Veracruz 1847: American Invasion of Mexico
- The cover of Strategy & Tactics #63, which contained the pull-out game Veracruz
- Designers: Richard Berg
- Illustrators: Redmond A. Simonsen
- Publishers: Simulations Publications Inc.
- Publication: 1977

= Veracruz: U.S. Invasion of Mexico 1847 =

1977 board wargame

Veracruz 1847: U.S. Invasion of Mexico is a board wargame published by Simulations Publications Inc. (SPI) in 1977 that simulates the American invasion of Mexico during the Mexican–American War.

==Background==
The secession of Texas from Mexico in 1845 and American designs on California resulted in a state of war between Mexico and the United States in 1846. In an attempt to bring a quick end to the war, General Winfield Scott landed an army at Veracruz in 1847 and drove inland with the goal of taking Mexico City and forcing the Mexican government to acquiesce to American territorial demands.

==Description==
Veracruz is a two-player board wargame in which one player controls American forces and the other controls Mexican forces. There is only one scenario, which covers the entire 25-week invasion campaign of Winfield Scott from March–November 1847. Whoever is in control of the major Mexican cities at the end of the 25th turn is the winner.

===Gameplay===
Veracruz uses a simple "I Go, You Go" alternating system of turns, where the American moves and then attacks, followed by the Mexican player. This completes one game turn, which represents one week.

In recognition that more soldiers died from yellow fever than from battle wounds, a disease check is made by both players every four weeks.

Individual leaders are represented by counters and must be present in order for artillery to fire, and for military units to move in an enemy zone of control.

Keeping armies in supply is an important part of the game, especially for the Americans, who must land supplies at Veracruz, then transport them to American forces along a highway rife with guerilleros.

Morale is also an important consideration, since winning one battle adds impetus to the next battle. As critic Luc Olivier pointed out, "As the Battle National Moral (BNM) goes up and down depending on the battle result, a good victory can bring enough bonuses to guarantee a victory in future battles."

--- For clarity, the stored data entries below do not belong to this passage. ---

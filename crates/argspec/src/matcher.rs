use crate::{
    partition_positionals, registry::Class, Action, ActionKind, ArityMode, MatchError, Matches,
    Namespace, Registry, Unrecognized, Value,
};

/// A raw token together with its position in the input.
type Arg<'a> = (usize, &'a str);

/// Working state of a single parse call.
pub(crate) struct Matcher<'a> {
    registry: &'a Registry,
    tokens: &'a [String],
    classes: Vec<Class>,
    double_dash: Option<usize>,
    namespace: Namespace,
    consumed: Vec<usize>,
    seen: Vec<bool>,
}

impl<'a> Matcher<'a> {
    pub(crate) fn new(registry: &'a Registry, tokens: &'a [String]) -> Matcher<'a> {
        let double_dash = tokens.iter().position(|it| it == "--");
        let classes = tokens
            .iter()
            .enumerate()
            .map(|(i, token)| match double_dash {
                Some(dd) if i >= dd => Class::Positional,
                _ => registry.classify(token),
            })
            .collect();

        let mut namespace = Namespace::default();
        for action in registry.actions() {
            namespace.set(action.dest(), action.default().clone());
        }

        let seen = vec![false; registry.actions().len()];
        Matcher { registry, tokens, classes, double_dash, namespace, consumed: Vec::new(), seen }
    }

    pub(crate) fn run(mut self) -> Result<Matches, MatchError> {
        log::debug!(
            "matching {} tokens against {} actions",
            self.tokens.len(),
            self.registry.actions().len()
        );

        let threshold = self.remainder_threshold();
        let mut residual = Vec::new();
        let mut extras = Vec::new();
        let mut i = 0;
        while i < self.tokens.len() {
            if let Some(threshold) = threshold {
                if residual.len() == threshold && (threshold > 0 || self.is_positional(i)) {
                    log::trace!("remainder captures {} tokens", self.tokens.len() - i);
                    residual.extend(i..self.tokens.len());
                    break;
                }
            }
            if self.double_dash == Some(i) {
                self.consumed.push(i);
                i += 1;
                continue;
            }
            match self.classes[i].clone() {
                Class::Option { action, option, explicit } => {
                    i = self.consume_option(i, action, option, explicit)?;
                }
                Class::UnknownOption => {
                    extras.push(i);
                    i += 1;
                }
                Class::Positional => {
                    residual.push(i);
                    i += 1;
                }
            }
        }

        extras.extend(self.consume_positionals(&residual)?);
        extras.sort_unstable();
        self.check_required()?;
        self.consumed.sort_unstable();

        let tokens = self.tokens;
        let extras = extras
            .into_iter()
            .map(|position| Unrecognized { position, token: tokens[position].clone() })
            .collect::<Vec<_>>();
        log::debug!("matched {} tokens, {} left over", self.consumed.len(), extras.len());
        Ok(Matches { namespace: self.namespace, consumed: self.consumed, extras })
    }

    /// With a `...` positional preceded only by fixed-arity positionals,
    /// everything after the first `n` positional tokens belongs to it.
    fn remainder_threshold(&self) -> Option<usize> {
        let mut total = 0;
        for action in self.registry.actions().iter().filter(|it| it.is_positional()) {
            match action.arity() {
                ArityMode::Remainder => return Some(total),
                arity if arity.is_fixed() => total += arity.min(),
                _ => return None,
            }
        }
        None
    }

    fn is_positional(&self, i: usize) -> bool {
        self.double_dash != Some(i) && self.classes[i] == Class::Positional
    }

    fn consume_option(
        &mut self,
        start: usize,
        mut action: usize,
        mut option: String,
        mut explicit: Option<String>,
    ) -> Result<usize, MatchError> {
        let registry = self.registry;
        let tokens = self.tokens;
        self.consumed.push(start);
        loop {
            let arity = registry.actions()[action].arity();
            let arg = match explicit.take() {
                Some(it) => it,
                None => {
                    let count = self.option_arg_count(action, start + 1)?;
                    log::trace!("`{option}` consumes {count} token(s)");
                    let end = start + 1 + count;
                    let args = (start + 1..end).map(|j| (j, tokens[j].as_str())).collect::<Vec<_>>();
                    self.consumed.extend(start + 1..end);
                    self.take_action(action, &args)?;
                    return Ok(end);
                }
            };

            if arity.takes_explicit_arg() {
                log::trace!("`{option}` consumes explicit `{arg}`");
                self.take_action(action, &[(start, arg.as_str())])?;
                return Ok(start + 1);
            }

            let name = registry.actions()[action].display_name();
            if arity != ArityMode::Exact(0) {
                return Err(MatchError::MissingArgument { arg: name, arity });
            }
            if !registry.is_short(&option) {
                let position = start;
                return Err(MatchError::ExplicitArgumentIgnored { arg: name, value: arg, position });
            }

            // `-abc` is `-a -b -c` while the flags take no arguments.
            self.take_action(action, &[])?;
            let prefix = option.chars().next();
            let mut chars = arg.chars();
            let next = prefix.zip(chars.next());
            match next.and_then(|(prefix, c)| registry.short_option(prefix, c, chars.as_str())) {
                Some(Class::Option { action: next, option: next_option, explicit: rest }) => {
                    action = next;
                    option = next_option;
                    explicit = rest;
                }
                _ => {
                    return Err(MatchError::ExplicitArgumentIgnored {
                        arg: name,
                        value: arg,
                        position: start,
                    })
                }
            }
        }
    }

    fn option_arg_count(&self, action: usize, from: usize) -> Result<usize, MatchError> {
        let action = &self.registry.actions()[action];
        let arity = action.arity();
        if arity == ArityMode::Remainder {
            return Ok(self.tokens.len() - from);
        }
        let available = (from..self.tokens.len()).take_while(|&j| self.is_positional(j)).count();
        let count = match arity.max() {
            Some(max) => available.min(max),
            None => available,
        };
        if count < arity.min() {
            return Err(MatchError::MissingArgument { arg: action.display_name(), arity });
        }
        Ok(count)
    }

    /// Hands the residual tokens to positionals; returns the unclaimed ones.
    fn consume_positionals(&mut self, residual: &[usize]) -> Result<Vec<usize>, MatchError> {
        let registry = self.registry;
        let tokens = self.tokens;
        let positionals = registry
            .actions()
            .iter()
            .enumerate()
            .filter(|(_, it)| it.is_positional())
            .map(|(i, _)| i)
            .collect::<Vec<_>>();
        let arities = positionals.iter().map(|&i| registry.actions()[i].arity()).collect::<Vec<_>>();

        let counts = partition_positionals(&arities, residual.len()).map_err(|unsatisfied| {
            let action = &registry.actions()[positionals[unsatisfied]];
            MatchError::MissingArgument { arg: action.display_name(), arity: action.arity() }
        })?;

        let mut rest = residual;
        for (&action, count) in positionals.iter().zip(counts) {
            let (taken, tail) = rest.split_at(count);
            let args = taken.iter().map(|&j| (j, tokens[j].as_str())).collect::<Vec<_>>();
            self.consumed.extend_from_slice(taken);
            self.take_action(action, &args)?;
            rest = tail;
        }
        Ok(rest.to_vec())
    }

    fn take_action(&mut self, idx: usize, args: &[Arg<'_>]) -> Result<(), MatchError> {
        let registry = self.registry;
        let action = &registry.actions()[idx];
        self.seen[idx] = true;
        let dest = action.dest();
        match action.kind() {
            ActionKind::Store => {
                let value = values(action, args)?;
                self.namespace.set(dest, value);
            }
            ActionKind::StoreConst => self.namespace.set(dest, action.constant().clone()),
            ActionKind::Append => {
                let value = values(action, args)?;
                self.append(dest, value);
            }
            ActionKind::AppendConst => self.append(dest, action.constant().clone()),
            ActionKind::Count => {
                let count = self.namespace.get(dest).and_then(Value::as_int).unwrap_or(0);
                self.namespace.set(dest, Value::Int(count.saturating_add(1)));
            }
        }
        Ok(())
    }

    fn append(&mut self, dest: &str, value: Value) {
        let mut items = match self.namespace.take(dest) {
            Value::List(items) => items,
            _ => Vec::new(),
        };
        items.push(value);
        self.namespace.set(dest, Value::List(items));
    }

    fn check_required(&self) -> Result<(), MatchError> {
        let missing = self
            .registry
            .actions()
            .iter()
            .zip(&self.seen)
            .filter(|(action, seen)| action.required() && !**seen)
            .map(|(action, _)| action.display_name())
            .collect::<Vec<_>>();
        if !missing.is_empty() {
            return Err(MatchError::RequiredArgumentMissing { args: missing });
        }
        Ok(())
    }
}

fn values(action: &Action, args: &[Arg<'_>]) -> Result<Value, MatchError> {
    match (action.arity(), args) {
        (ArityMode::Optional, []) if action.is_positional() => Ok(action.default().clone()),
        (ArityMode::Optional, []) => Ok(action.constant().clone()),
        (ArityMode::ZeroOrMore, []) if action.is_positional() && !action.default().is_none() => {
            Ok(action.default().clone())
        }
        (ArityMode::Single | ArityMode::Optional, [arg]) => convert(action, *arg),
        _ => args.iter().map(|&arg| convert(action, arg)).collect::<Result<Vec<_>, _>>().map(Value::List),
    }
}

fn convert(action: &Action, (position, raw): Arg<'_>) -> Result<Value, MatchError> {
    let value = match action.conversion() {
        Some(conversion) => conversion.apply(raw).map_err(|reason| MatchError::InvalidType {
            arg: action.display_name(),
            conversion: conversion.name().to_string(),
            token: raw.to_string(),
            position,
            reason,
        })?,
        None => Value::Str(raw.to_string()),
    };
    if let Some(choices) = action.choices() {
        if !choices.contains(&value) {
            return Err(MatchError::InvalidChoice {
                arg: action.display_name(),
                value,
                choices: choices.to_vec(),
                position,
            });
        }
    }
    Ok(value)
}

Rules also cover Mexican politics and American short-term volunteers leaving when they reach the end of their enlistment period.

==Publication history==
Veracruz was designed by Richard Berg, with graphic design by Redmond A. Simonsen, and appeared as a free pull-out game in Issue 63 of SPI's house magazine Strategy & Tactics in 1977. The game was also released for sale as a boxed set, but it failed to find an audience and did not crack SPI's Top Ten Best Selling Games list.

==Reception==
In Issue 27 of the British wargaming magazine Phoenix, Donald Mack lauded the supply rules that almost force the American player to follow General Scott's historic decision to avoid a long supply line by gathering the supplies necessary to make a dash for Mexico City. Mack concluded, "Altogether an excellent simulation of historical conditions which lead the US player to a historical answer, all achieved by supply rules."

In The Guide to Simulations/Games for Education and Training, Martin Campion noted that, as of 1980, this was the only board wargame that simulated what Campion called the war "that is important to American history but is seldom studied except as part of an introduction to the American Civil War." Campion concluded that "The flavor of the campaign is well presented in the game."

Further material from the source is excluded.